use sqlx::{PgConnection, PgPool};
use uuid::Uuid;

use crate::error::Result;

/// Collection names used as ETag keys. These match the backing table names.
pub mod collections {
    pub const NAMESPACES: &str = "namespace";
    pub const LOCALITIES: &str = "locality";
    pub const GEOGRAPHIES: &str = "geography";
    pub const GEO_IMPORTS: &str = "geo_import";
    pub const GEO_LAYERS: &str = "geo_layer";
    pub const COLUMNS: &str = "column";
    pub const COLUMN_SETS: &str = "column_set";
    pub const PLANS: &str = "plan";
    pub const GRAPHS: &str = "graph";
    pub const VIEW_TEMPLATES: &str = "view_template";
    pub const VIEWS: &str = "view";
}

/// Rewrites the (collection, namespace) ETag with a fresh UUID. Called from
/// every write path; serialization happens at the row level.
pub async fn bump(
    conn: &mut PgConnection,
    collection: &str,
    namespace_id: Option<i32>,
) -> Result<Uuid> {
    let new_etag = Uuid::new_v4();
    sqlx::query(
        r#"
        INSERT INTO gerrydb.etag (table_name, namespace_id, etag)
        VALUES ($1, $2, $3)
        ON CONFLICT (table_name, namespace_id) DO UPDATE SET etag = EXCLUDED.etag
        "#,
    )
    .bind(collection)
    .bind(namespace_id)
    .bind(new_etag)
    .execute(&mut *conn)
    .await?;
    Ok(new_etag)
}

/// Latest ETag for a collection, if any mutation has ever touched it.
pub async fn get(pool: &PgPool, collection: &str, namespace_id: Option<i32>) -> Result<Option<Uuid>> {
    let etag: Option<(Uuid,)> = sqlx::query_as(
        r#"
        SELECT etag FROM gerrydb.etag
        WHERE table_name = $1 AND namespace_id IS NOT DISTINCT FROM $2
        "#,
    )
    .bind(collection)
    .bind(namespace_id)
    .fetch_optional(pool)
    .await?;
    Ok(etag.map(|(etag,)| etag))
}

+++++

WORK INSTRUCTION |
Wherever the string "sqlx" appears in the entries above, list that line.

YOUR RESPONSE |
use sqlx::{PgConnection, PgPool};
    sqlx::query(
    let etag: Option<(Uuid,)> = sqlx::query_as(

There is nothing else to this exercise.